Two year olds love control, offer her choices, “do you want to sit in the high chair or do you want to sit on the floor”? “Do you want to sit on toilet or would you rather mess your diaper”?

Medicine can be a tough one. You can put it in something they like to eat but probably won’t eat it if they know you have done it. Never had much problem with that since most medicine was kinda tasty. Our problem was keeping it hidden and locked up so they couldn’t self-medicate.

Sophie, you must be a very special lady, not just anyone would care for a child that wasn’t theirs. I think you will be healing previous wounds and making the scars that resulted minimal. If she has been neglected, then I am sure that she has a lot of things to overcome.
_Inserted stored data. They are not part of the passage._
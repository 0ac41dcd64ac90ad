//! HTTP client for the exchange open-data API.

use std::fmt;
use std::time::Duration;

use bytes::Bytes;
use futures_util::stream::{self, BoxStream, Stream, StreamExt};
use url::Url;

use crate::{Error, Feed};

/// Production base URL of the exchange open-data API.
pub const DEFAULT_BASE_URL: &str = "https://openapi.twse.com.tw/v1";

/// A date far in the past, so any conditional cache in between answers in full.
const IF_MODIFIED_SINCE: &str = "Mon, 26 Jul 1997 05:00:00 GMT";

/// Transport settings for [`Client`].
#[derive(Clone, Debug)]
pub struct ClientConfig {
    /// Base URL for the API. Defaults to [`DEFAULT_BASE_URL`].
    pub base_url: String,
    /// Upper bound for one request, body included.
    pub timeout: Duration,
    pub user_agent: String,
}

impl Default for ClientConfig {
    fn default() -> Self {
        Self {
            base_url: DEFAULT_BASE_URL.to_string(),
            timeout: Duration::from_secs(30),
            user_agent: concat!("twse-board/", env!("CARGO_PKG_VERSION")).to_string(),
        }
    }
}

impl ClientConfig {
    pub fn with_base_url(mut self, base_url: &str) -> Self {
        self.base_url = base_url.to_string();
        self
    }

    pub fn with_timeout(mut self, timeout: Duration) -> Self {
        self.timeout = timeout;
        self
    }
}

/// HTTP client for the three daily feeds.
///
/// Every request carries cache-defeating headers so the caller always sees the
/// live upstream snapshot. Each request builds a fresh `reqwest::Client` with
/// the configured timeout; there is no process-wide transport.
pub struct Client {
    config: ClientConfig,
}

impl Default for Client {
    fn default() -> Self {
        Self::new()
    }
}

impl Client {
    /// Creates a new client pointing at the production API.
    pub fn new() -> Self {
        Self {
            config: ClientConfig::default(),
        }
    }

    /// Creates a new client with a custom base URL. Used for testing with wiremock.
    pub fn with_base_url(base_url: &str) -> Self {
        Self {
            config: ClientConfig::default().with_base_url(base_url),
        }
    }

    pub fn with_config(config: ClientConfig) -> Self {
        Self { config }
    }

    fn get_url(&self, feed: Feed) -> Result<Url, Error> {
        let raw = format!("{}{}", self.config.base_url.trim_end_matches('/'), feed.path());
        Url::parse(&raw).map_err(|e| {
            tracing::error!("Invalid URL constructed for {}: {}", feed, e);
            Error::RequestFailed {
                feed,
                reason: format!("invalid url {}: {}", raw, e),
            }
        })
    }

    /// Issues exactly one GET for `feed` and hands back its body as a stream.
    ///
    /// A non-2xx answer is reported with its status and a body snippet. A 2xx
    /// answer without payload is [`Error::EmptyBody`]. No retries.
    pub async fn fetch(&self, feed: Feed) -> Result<FeedBody, Error> {
        let url = self.get_url(feed)?;
        let client = reqwest::Client::builder()
            .user_agent(self.config.user_agent.as_str())
            .timeout(self.config.timeout)
            .build()
            .map_err(|e| {
                tracing::error!("Failed to build HTTP client: {}", e);
                Error::from_reqwest(feed, e)
            })?;
        let resp = client
            .get(url)
            .header("accept", "application/json")
            .header("if-modified-since", IF_MODIFIED_SINCE)
            .header("cache-control", "no-cache")
            .header("pragma", "no-cache")
            .send()
            .await
            .map_err(|e| {
                tracing::error!("Failed to get {}: {}", feed, e);
                Error::from_reqwest(feed, e)
            })?;

        let status = resp.status();
        if !status.is_success() {
            let body = resp.text().await.unwrap_or_default();
            let snippet = truncate_body(&body);
            tracing::error!("{} failed with status {}: {}", feed, status, snippet);
            return Err(Error::HttpStatus {
                feed,
                status: status.as_u16(),
                body: snippet,
            });
        }

        let mut chunks = resp.bytes_stream();
        let first = loop {
            match chunks.next().await {
                Some(Ok(chunk)) if chunk.is_empty() => continue,
                Some(Ok(chunk)) => break chunk,
                Some(Err(e)) => {
                    tracing::error!("Failed to read {} body: {}", feed, e);
                    return Err(Error::from_reqwest(feed, e));
                }
                None => {
                    tracing::error!("{} answered {} without a body", feed, status);
                    return Err(Error::EmptyBody { feed });
                }
            }
        };

        let rest = chunks.map(move |chunk| chunk.map_err(|e| Error::from_reqwest(feed, e)));
        Ok(FeedBody::from_stream(
            feed,
            stream::once(async move { Ok(first) }).chain(rest),
        ))
    }
}

/// Response body of a feed, consumed chunk by chunk.
pub struct FeedBody {
    feed: Feed,
    chunks: BoxStream<'static, Result<Bytes, Error>>,
}

impl FeedBody {
    pub fn from_stream<S>(feed: Feed, chunks: S) -> Self
    where
        S: Stream<Item = Result<Bytes, Error>> + Send + 'static,
    {
        Self {
            feed,
            chunks: chunks.boxed(),
        }
    }

    /// A body made of a single in-memory chunk.
    pub fn from_bytes(feed: Feed, bytes: impl Into<Bytes>) -> Self {
        let bytes = bytes.into();
        Self::from_stream(feed, stream::once(async move { Ok(bytes) }))
    }

    pub fn feed(&self) -> Feed {
        self.feed
    }

    /// Next chunk of the body, `None` once the body is exhausted.
    pub async fn next_chunk(&mut self) -> Option<Result<Bytes, Error>> {
        self.chunks.next().await
    }

    /// Drains the remaining body into memory.
    pub async fn into_bytes(mut self) -> Result<Vec<u8>, Error> {
        let mut out = Vec::new();
        while let Some(chunk) = self.next_chunk().await {
            out.extend_from_slice(&chunk?);
        }
        Ok(out)
    }
}

impl fmt::Debug for FeedBody {
    fn fmt(&self, f: &mut fmt::Formatter<'_>) -> fmt::Result {
        f.debug_struct("FeedBody").field("feed", &self.feed).finish()
    }
}

fn truncate_body(body: &str) -> String {
    const MAX: usize = 2000;
    if body.len() <= MAX {
        body.to_string()
    } else {
        let mut end = MAX;
        while !body.is_char_boundary(end) {
            end -= 1;
        }
        format!("{}...[truncated]", &body[..end])
    }
}
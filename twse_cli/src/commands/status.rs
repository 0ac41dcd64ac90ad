//! The `status` subcommand: show what is on disk.

use anyhow::Result;
use twse_lib::{Config, Feed};

use crate::output::{
    build_snapshot_rows, print_csv, print_json, print_markdown, print_table, OutputFormat,
};

pub async fn run(config: &Config, format: &OutputFormat) -> Result<()> {
    let store = config.store();
    let mut snapshots = Vec::with_capacity(Feed::ALL.len());
    for feed in Feed::ALL {
        snapshots.push((feed.to_string(), store.info(feed).await));
    }

    let rows = build_snapshot_rows(&snapshots);
    match format {
        OutputFormat::Table => print_table(rows),
        OutputFormat::Json => print_json(&rows),
        OutputFormat::Csv => print_csv(&rows)?,
        OutputFormat::Markdown => print_markdown(rows),
    }

    let mut board = config.board();
    board.load_cached().await;
    eprintln!("{} ({})", board.status_message(), config.cache_dir.display());
    Ok(())
}
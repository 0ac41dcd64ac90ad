mod commands;
mod output;

use std::path::PathBuf;
use std::time::Duration;

use anyhow::Result;
use clap::{Parser, Subcommand};
use twse_lib::Config;

use crate::output::OutputFormat;

#[derive(Parser)]
#[command(name = "twse")]
#[command(about = "Daily Taiwan Stock Exchange board from the exchange's open-data feeds")]
struct Cli {
    /// Output format: table, json, csv, or markdown
    #[arg(long, default_value = "table", global = true)]
    output: String,

    /// Snapshot directory (overrides TWSE_CACHE_DIR)
    #[arg(long, global = true)]
    cache_dir: Option<PathBuf>,

    /// API base URL (overrides TWSE_BASE_URL)
    #[arg(long, global = true)]
    base_url: Option<String>,

    /// Fetch timeout in seconds for each request and each feed (overrides
    /// TWSE_REQUEST_TIMEOUT_SECS and TWSE_FEED_TIMEOUT_SECS)
    #[arg(long, global = true)]
    timeout_secs: Option<u64>,

    #[command(subcommand)]
    command: Commands,
}

#[derive(Subcommand)]
enum Commands {
    /// Download all three feeds into the snapshot directory
    Sync,
    /// Show the merged board, optionally sorted
    List(commands::list::ListArgs),
    /// Show the stored snapshots
    Status,
}

impl Cli {
    fn config(&self) -> Config {
        let mut config = Config::from_env();
        if let Some(dir) = &self.cache_dir {
            config.cache_dir = dir.clone();
        }
        if let Some(url) = &self.base_url {
            config.base_url = url.clone();
        }
        match self.timeout_secs.filter(|s| *s > 0) {
            Some(secs) => config.with_fetch_timeout(Duration::from_secs(secs)),
            None => config,
        }
    }
}

#[tokio::main]
async fn main() -> Result<()> {
    dotenvy::dotenv().ok();

    tracing_subscriber::fmt()
        .with_env_filter(
            tracing_subscriber::EnvFilter::from_default_env()
                .add_directive("twse=info".parse::<tracing_subscriber::filter::Directive>()?),
        )
        .with_target(false)
        .with_writer(std::io::stderr)
        .init();

    let cli = Cli::parse();
    let format: OutputFormat = cli.output.parse()?;
    let config = cli.config();

    match &cli.command {
        Commands::Sync => commands::sync::run(&config, &format).await?,
        Commands::List(args) => commands::list::run(args, &config, &format).await?,
        Commands::Status => commands::status::run(&config, &format).await?,
    }

    Ok(())
}
//! The `sync` subcommand: download all feeds into the snapshot directory.

use anyhow::Result;
use twse_lib::Config;

use crate::output::{
    build_sync_rows, print_csv, print_json, print_markdown, print_table, OutputFormat,
};

pub async fn run(config: &Config, format: &OutputFormat) -> Result<()> {
    eprintln!("Syncing feeds into {}", config.cache_dir.display());
    let summary = config.orchestrator().sync().await?;

    let rows = build_sync_rows(&summary);
    match format {
        OutputFormat::Table => print_table(rows),
        OutputFormat::Json => print_json(&rows),
        OutputFormat::Csv => print_csv(&rows)?,
        OutputFormat::Markdown => print_markdown(rows),
    }

    if summary.is_complete() {
        eprintln!("All feeds stored in {}", summary.cache_dir.display());
    } else {
        eprintln!(
            "{} of {} feeds failed; previous snapshots were kept for those",
            summary.failed.len(),
            summary.failed.len() + summary.succeeded.len()
        );
    }
    Ok(())
}
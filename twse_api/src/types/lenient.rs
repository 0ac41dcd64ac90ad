//! Field deserializers that keep a row alive when the exchange sends a value
//! in an unexpected JSON type.
//!
//! Strings pass through, numbers and booleans are rendered as text, `null`
//! becomes `None` (or an empty string for required fields).

use std::fmt;

use serde::de::{self, Deserializer, Visitor};

struct TextVisitor;

impl<'de> Visitor<'de> for TextVisitor {
    type Value = Option<String>;

    fn expecting(&self, f: &mut fmt::Formatter<'_>) -> fmt::Result {
        f.write_str("a string, number, boolean or null")
    }

    fn visit_str<E: de::Error>(self, v: &str) -> Result<Self::Value, E> {
        Ok(Some(v.to_string()))
    }

    fn visit_string<E: de::Error>(self, v: String) -> Result<Self::Value, E> {
        Ok(Some(v))
    }

    fn visit_i64<E: de::Error>(self, v: i64) -> Result<Self::Value, E> {
        Ok(Some(v.to_string()))
    }

    fn visit_u64<E: de::Error>(self, v: u64) -> Result<Self::Value, E> {
        Ok(Some(v.to_string()))
    }

    fn visit_f64<E: de::Error>(self, v: f64) -> Result<Self::Value, E> {
        Ok(Some(v.to_string()))
    }

    fn visit_bool<E: de::Error>(self, v: bool) -> Result<Self::Value, E> {
        Ok(Some(v.to_string()))
    }

    fn visit_none<E: de::Error>(self) -> Result<Self::Value, E> {
        Ok(None)
    }

    fn visit_unit<E: de::Error>(self) -> Result<Self::Value, E> {
        Ok(None)
    }

    fn visit_some<D: Deserializer<'de>>(self, d: D) -> Result<Self::Value, D::Error> {
        d.deserialize_any(TextVisitor)
    }
}

/// Optional value: `null` is `None`, anything scalar becomes its text.
pub(crate) fn opt_text<'de, D>(d: D) -> Result<Option<String>, D::Error>
where
    D: Deserializer<'de>,
{
    d.deserialize_any(TextVisitor)
}

/// Required value: `null` reads as an empty string.
pub(crate) fn text<'de, D>(d: D) -> Result<String, D::Error>
where
    D: Deserializer<'de>,
{
    Ok(d.deserialize_any(TextVisitor)?.unwrap_or_default())
}
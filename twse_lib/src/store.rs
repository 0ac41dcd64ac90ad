//! On-disk snapshots of the last successful response of each feed.

use std::io;
use std::path::{Path, PathBuf};

use chrono::{DateTime, Utc};
use serde::de::DeserializeOwned;
use thiserror::Error;
use tokio::io::AsyncWriteExt;
use twse_api::{Feed, FeedBody};

/// Errors from snapshot reads and writes.
#[derive(Error, Debug)]
pub enum SnapshotError {
    #[error("I/O error on {}: {source}", path.display())]
    Io {
        path: PathBuf,
        #[source]
        source: io::Error,
    },
    #[error("Malformed snapshot {}: {source}", path.display())]
    Parse {
        path: PathBuf,
        #[source]
        source: serde_json::Error,
    },
    #[error("Body of {feed} broke off while writing: {source}")]
    Stream {
        feed: Feed,
        #[source]
        source: twse_api::Error,
    },
}

impl SnapshotError {
    fn io(path: &Path) -> impl FnOnce(io::Error) -> SnapshotError {
        let path = path.to_path_buf();
        move |source| SnapshotError::Io { path, source }
    }
}

/// File metadata of a stored snapshot.
#[derive(Clone, Debug)]
pub struct SnapshotInfo {
    pub feed: Feed,
    pub path: PathBuf,
    pub bytes: u64,
    pub modified: Option<DateTime<Utc>>,
}

/// Directory holding one JSON file per feed.
///
/// Writes go to a `.part` sibling first and are renamed into place once the
/// whole body has landed, so an interrupted sync keeps the previous snapshot.
#[derive(Clone, Debug)]
pub struct SnapshotStore {
    dir: PathBuf,
}

impl SnapshotStore {
    pub fn new(dir: impl Into<PathBuf>) -> Self {
        Self { dir: dir.into() }
    }

    pub fn dir(&self) -> &Path {
        &self.dir
    }

    /// Where the snapshot of `feed` lives.
    pub fn path_for(&self, feed: Feed) -> PathBuf {
        self.dir.join(feed.file_name())
    }

    fn part_path(&self, feed: Feed) -> PathBuf {
        self.dir.join(format!("{}.part", feed.file_name()))
    }

    /// Streams `body` into the snapshot of its feed, replacing any prior content.
    pub async fn write(&self, mut body: FeedBody) -> Result<PathBuf, SnapshotError> {
        let feed = body.feed();
        let path = self.path_for(feed);
        let part = self.part_path(feed);

        tokio::fs::create_dir_all(&self.dir)
            .await
            .map_err(SnapshotError::io(&self.dir))?;

        let written = match stream_to_file(&part, &mut body).await {
            Ok(written) => written,
            Err(e) => {
                let _ = tokio::fs::remove_file(&part).await;
                return Err(e);
            }
        };

        if let Err(source) = tokio::fs::rename(&part, &path).await {
            let _ = tokio::fs::remove_file(&part).await;
            return Err(SnapshotError::Io { path, source });
        }

        tracing::debug!("Wrote {} bytes to {}", written, path.display());
        Ok(path)
    }

    /// Parses the snapshot of `feed` as an array of `T`.
    ///
    /// A snapshot that was never written reads as an empty collection.
    pub async fn read<T: DeserializeOwned>(&self, feed: Feed) -> Result<Vec<T>, SnapshotError> {
        let path = self.path_for(feed);
        let raw = match tokio::fs::read(&path).await {
            Ok(raw) => raw,
            Err(e) if e.kind() == io::ErrorKind::NotFound => {
                tracing::debug!("No {} snapshot at {}", feed, path.display());
                return Ok(Vec::new());
            }
            Err(source) => return Err(SnapshotError::Io { path, source }),
        };
        serde_json::from_slice(&raw).map_err(|source| SnapshotError::Parse { path, source })
    }

    /// Like [`read`](Self::read), but an unreadable snapshot is logged and
    /// treated as empty.
    pub async fn read_or_empty<T: DeserializeOwned>(&self, feed: Feed) -> Vec<T> {
        match self.read(feed).await {
            Ok(rows) => rows,
            Err(e) => {
                tracing::warn!("Ignoring unreadable {} snapshot: {}", feed, e);
                Vec::new()
            }
        }
    }

    /// Metadata of the snapshot of `feed`, `None` if it was never written.
    pub async fn info(&self, feed: Feed) -> Option<SnapshotInfo> {
        let path = self.path_for(feed);
        let meta = tokio::fs::metadata(&path).await.ok()?;
        Some(SnapshotInfo {
            feed,
            bytes: meta.len(),
            modified: meta.modified().ok().map(DateTime::<Utc>::from),
            path,
        })
    }
}

async fn stream_to_file(part: &Path, body: &mut FeedBody) -> Result<u64, SnapshotError> {
    let feed = body.feed();
    let mut file = tokio::fs::File::create(part)
        .await
        .map_err(SnapshotError::io(part))?;
    let mut written = 0u64;
    while let Some(chunk) = body.next_chunk().await {
        let chunk = chunk.map_err(|source| SnapshotError::Stream { feed, source })?;
        file.write_all(&chunk).await.map_err(SnapshotError::io(part))?;
        written += chunk.len() as u64;
    }
    file.flush().await.map_err(SnapshotError::io(part))?;
    file.sync_all().await.map_err(SnapshotError::io(part))?;
    Ok(written)
}
//! The unified per-security record and the number parsing shared by
//! sorting and display.

use serde::{Deserialize, Serialize};

use crate::sort::SortField;

/// One security with the values of all three feeds joined by code.
///
/// Values are the exchange's pre-formatted strings. `None` means the feed
/// that supplies the field had no row for this code; `Some("")` is an empty
/// value the exchange actually sent.
#[derive(Serialize, Deserialize, Clone, Debug, Default, PartialEq)]
pub struct MergedStock {
    pub code: String,
    pub name: String,
    pub pe_ratio: Option<String>,
    pub dividend_yield: Option<String>,
    pub pb_ratio: Option<String>,
    pub closing_price: Option<String>,
    pub monthly_average_price: Option<String>,
    pub trade_volume: Option<String>,
    pub trade_value: Option<String>,
    pub opening_price: Option<String>,
    pub highest_price: Option<String>,
    pub lowest_price: Option<String>,
    pub change: Option<String>,
    pub transaction: Option<String>,
}

/// Closing price relative to the monthly average.
#[derive(Clone, Copy, Debug, PartialEq, Eq)]
pub enum PriceTrend {
    Above,
    Below,
    Flat,
    Unknown,
}

/// Sign of the day's price change.
#[derive(Clone, Copy, Debug, PartialEq, Eq)]
pub enum ChangeDirection {
    Up,
    Down,
    Unchanged,
    Unknown,
}

impl MergedStock {
    /// Raw value backing `field`. `None` for [`SortField::Default`].
    pub fn field(&self, field: SortField) -> Option<&str> {
        let value = match field {
            SortField::Default => return None,
            SortField::Code => return Some(self.code.as_str()),
            SortField::Name => return Some(self.name.as_str()),
            SortField::PeRatio => &self.pe_ratio,
            SortField::DividendYield => &self.dividend_yield,
            SortField::PbRatio => &self.pb_ratio,
            SortField::ClosingPrice => &self.closing_price,
            SortField::MonthlyAveragePrice => &self.monthly_average_price,
            SortField::OpeningPrice => &self.opening_price,
            SortField::HighestPrice => &self.highest_price,
            SortField::LowestPrice => &self.lowest_price,
            SortField::Change => &self.change,
            SortField::Transaction => &self.transaction,
            SortField::TradeVolume => &self.trade_volume,
            SortField::TradeValue => &self.trade_value,
        };
        value.as_deref()
    }

    pub fn price_trend(&self) -> PriceTrend {
        let closing = self.closing_price.as_deref().and_then(parse_decimal);
        let average = self.monthly_average_price.as_deref().and_then(parse_decimal);
        match (closing, average) {
            (Some(c), Some(a)) if c > a => PriceTrend::Above,
            (Some(c), Some(a)) if c < a => PriceTrend::Below,
            (Some(_), Some(_)) => PriceTrend::Flat,
            _ => PriceTrend::Unknown,
        }
    }

    pub fn change_direction(&self) -> ChangeDirection {
        match self.change.as_deref() {
            None => ChangeDirection::Unknown,
            Some(c) if c.starts_with('-') || c.starts_with('\u{2212}') => ChangeDirection::Down,
            Some("0") | Some("0.00") | Some("0.0000") => ChangeDirection::Unchanged,
            Some(_) => ChangeDirection::Up,
        }
    }
}

/// Parses a decimal such as `"1,234.56"`. Thousands separators are dropped.
pub fn parse_decimal(raw: &str) -> Option<f64> {
    let cleaned: String = raw.chars().filter(|c| *c != ',').collect();
    cleaned
        .trim()
        .parse::<f64>()
        .ok()
        .filter(|value| value.is_finite())
}

/// Parses an integer count such as `"12,304,559"`.
pub fn parse_count(raw: &str) -> Option<i64> {
    let cleaned: String = raw.chars().filter(|c| *c != ',').collect();
    cleaned.trim().parse::<i64>().ok()
}

/// Parses a price change, accepting an explicit `+` and the typographic
/// minus `U+2212`.
pub fn parse_change(raw: &str) -> Option<f64> {
    let normalized: String = raw
        .chars()
        .filter(|c| *c != '+')
        .map(|c| if c == '\u{2212}' { '-' } else { c })
        .collect();
    parse_decimal(&normalized)
}
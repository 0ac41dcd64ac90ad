use std::str::FromStr;

use anyhow::{bail, Result};
use chrono::{DateTime, Utc};
use serde::Serialize;
use tabled::settings::Style;
use tabled::{Table, Tabled};
use twse_lib::{ChangeDirection, MergedStock, PriceTrend, SnapshotInfo, SyncSummary};

#[derive(Clone, Debug, PartialEq)]
pub enum OutputFormat {
    Table,
    Json,
    Csv,
    Markdown,
}

impl FromStr for OutputFormat {
    type Err = anyhow::Error;

    fn from_str(s: &str) -> Result<Self> {
        match s.to_ascii_lowercase().as_str() {
            "table" => Ok(OutputFormat::Table),
            "json" => Ok(OutputFormat::Json),
            "csv" => Ok(OutputFormat::Csv),
            "markdown" | "md" => Ok(OutputFormat::Markdown),
            other => bail!(
                "unknown output format '{}', expected table, json, csv, or markdown",
                other
            ),
        }
    }
}

#[derive(Tabled, Serialize)]
pub struct StockRow {
    #[tabled(rename = "Code")]
    #[serde(rename = "Code")]
    code: String,
    #[tabled(rename = "Name")]
    #[serde(rename = "Name")]
    name: String,
    #[tabled(rename = "Close")]
    #[serde(rename = "Close")]
    closing_price: String,
    #[tabled(rename = "Trend")]
    #[serde(rename = "Trend")]
    trend: String,
    #[tabled(rename = "Change")]
    #[serde(rename = "Change")]
    change: String,
    #[tabled(rename = "Dir")]
    #[serde(rename = "Dir")]
    direction: String,
    #[tabled(rename = "Open")]
    #[serde(rename = "Open")]
    opening_price: String,
    #[tabled(rename = "High")]
    #[serde(rename = "High")]
    highest_price: String,
    #[tabled(rename = "Low")]
    #[serde(rename = "Low")]
    lowest_price: String,
    #[tabled(rename = "Monthly Avg")]
    #[serde(rename = "Monthly Avg")]
    monthly_average_price: String,
    #[tabled(rename = "Volume")]
    #[serde(rename = "Volume")]
    trade_volume: String,
    #[tabled(rename = "Value")]
    #[serde(rename = "Value")]
    trade_value: String,
    #[tabled(rename = "Trades")]
    #[serde(rename = "Trades")]
    transaction: String,
    #[tabled(rename = "P/E")]
    #[serde(rename = "P/E")]
    pe_ratio: String,
    #[tabled(rename = "Yield %")]
    #[serde(rename = "Yield %")]
    dividend_yield: String,
    #[tabled(rename = "P/B")]
    #[serde(rename = "P/B")]
    pb_ratio: String,
}

#[derive(Tabled, Serialize)]
pub struct SyncRow {
    #[tabled(rename = "Feed")]
    #[serde(rename = "Feed")]
    feed: String,
    #[tabled(rename = "Result")]
    #[serde(rename = "Result")]
    result: String,
    #[tabled(rename = "Detail")]
    #[serde(rename = "Detail")]
    detail: String,
}

#[derive(Tabled, Serialize)]
pub struct SnapshotRow {
    #[tabled(rename = "Feed")]
    #[serde(rename = "Feed")]
    feed: String,
    #[tabled(rename = "File")]
    #[serde(rename = "File")]
    file: String,
    #[tabled(rename = "Bytes")]
    #[serde(rename = "Bytes")]
    bytes: String,
    #[tabled(rename = "Updated")]
    #[serde(rename = "Updated")]
    updated: String,
}

// -- Row builders --

/// `missing` fills cells whose feed had no row for the stock.
pub fn build_stock_rows(stocks: &[MergedStock], missing: &str) -> Vec<StockRow> {
    let cell = |value: &Option<String>| value.clone().unwrap_or_else(|| missing.to_string());
    stocks
        .iter()
        .map(|s| StockRow {
            code: s.code.clone(),
            name: s.name.clone(),
            closing_price: cell(&s.closing_price),
            trend: trend_marker(s.price_trend()).to_string(),
            change: cell(&s.change),
            direction: direction_marker(s.change_direction()).to_string(),
            opening_price: cell(&s.opening_price),
            highest_price: cell(&s.highest_price),
            lowest_price: cell(&s.lowest_price),
            monthly_average_price: cell(&s.monthly_average_price),
            trade_volume: cell(&s.trade_volume),
            trade_value: cell(&s.trade_value),
            transaction: cell(&s.transaction),
            pe_ratio: cell(&s.pe_ratio),
            dividend_yield: cell(&s.dividend_yield),
            pb_ratio: cell(&s.pb_ratio),
        })
        .collect()
}

pub fn build_sync_rows(summary: &SyncSummary) -> Vec<SyncRow> {
    let ok = summary.succeeded.iter().map(|(feed, path)| SyncRow {
        feed: feed.to_string(),
        result: "ok".to_string(),
        detail: path.display().to_string(),
    });
    let failed = summary.failed.iter().map(|f| SyncRow {
        feed: f.feed.to_string(),
        result: "failed".to_string(),
        detail: f.error.to_string(),
    });
    ok.chain(failed).collect()
}

pub fn build_snapshot_rows(snapshots: &[(String, Option<SnapshotInfo>)]) -> Vec<SnapshotRow> {
    snapshots
        .iter()
        .map(|(feed, info)| match info {
            Some(info) => SnapshotRow {
                feed: feed.clone(),
                file: info.path.display().to_string(),
                bytes: info.bytes.to_string(),
                updated: info.modified.map(format_time).unwrap_or_default(),
            },
            None => SnapshotRow {
                feed: feed.clone(),
                file: "(not synced)".to_string(),
                bytes: String::new(),
                updated: String::new(),
            },
        })
        .collect()
}

fn trend_marker(trend: PriceTrend) -> &'static str {
    match trend {
        PriceTrend::Above => "▲",
        PriceTrend::Below => "▼",
        PriceTrend::Flat => "=",
        PriceTrend::Unknown => "",
    }
}

fn direction_marker(direction: ChangeDirection) -> &'static str {
    match direction {
        ChangeDirection::Up => "+",
        ChangeDirection::Down => "-",
        ChangeDirection::Unchanged => "0",
        ChangeDirection::Unknown => "",
    }
}

fn format_time(time: DateTime<Utc>) -> String {
    time.format("%Y-%m-%d %H:%M:%S UTC").to_string()
}

// -- Printers --

pub fn print_table<T: Tabled>(rows: Vec<T>) {
    println!("{}", Table::new(rows));
}

pub fn print_markdown<T: Tabled>(rows: Vec<T>) {
    let mut table = Table::new(rows);
    table.with(Style::markdown());
    println!("{}", table);
}

pub fn print_csv<T: Serialize>(rows: &[T]) -> Result<()> {
    let mut wtr = csv::Writer::from_writer(std::io::stdout());
    for row in rows {
        wtr.serialize(row)?;
    }
    wtr.flush()?;
    Ok(())
}

pub fn print_json<T: Serialize>(data: &T) {
    match serde_json::to_string_pretty(data) {
        Ok(json) => println!("{}", json),
        Err(e) => eprintln!("Failed to serialize to JSON: {}", e),
    }
}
I wish you the best…God Bless you as you care for this little one!

Polly

IANAParent, but I have a few thoughts:

Obviously, you need to be a reflective caregiver, and think about what you do, but don’t let your self be so paralyized by fear of what you might do that you can’t do anything, If it makes you feel better, I will tell you rihgt now that you will make some huge mistakes. No way around it. Your mom made some huge mistakes raising you. Dyanne will make some huge mistakes raising her kids. Luckily, the vast majority of huge mistakes do not doom a child to a lifetime of misery and pain.

Furhtermore, I suspect that there are books out there that adress exactly your situation–taking over primary care of a child who is coming from an abusive situations. I’d get thee to a library or bookstore and look. Even if you disagree wiht everything in them, they will give you a place to start your own thoughts going.

Thanks, bare. I feel like a turd letting her wail, but more and more mothers seem to be telling me to do the same thing.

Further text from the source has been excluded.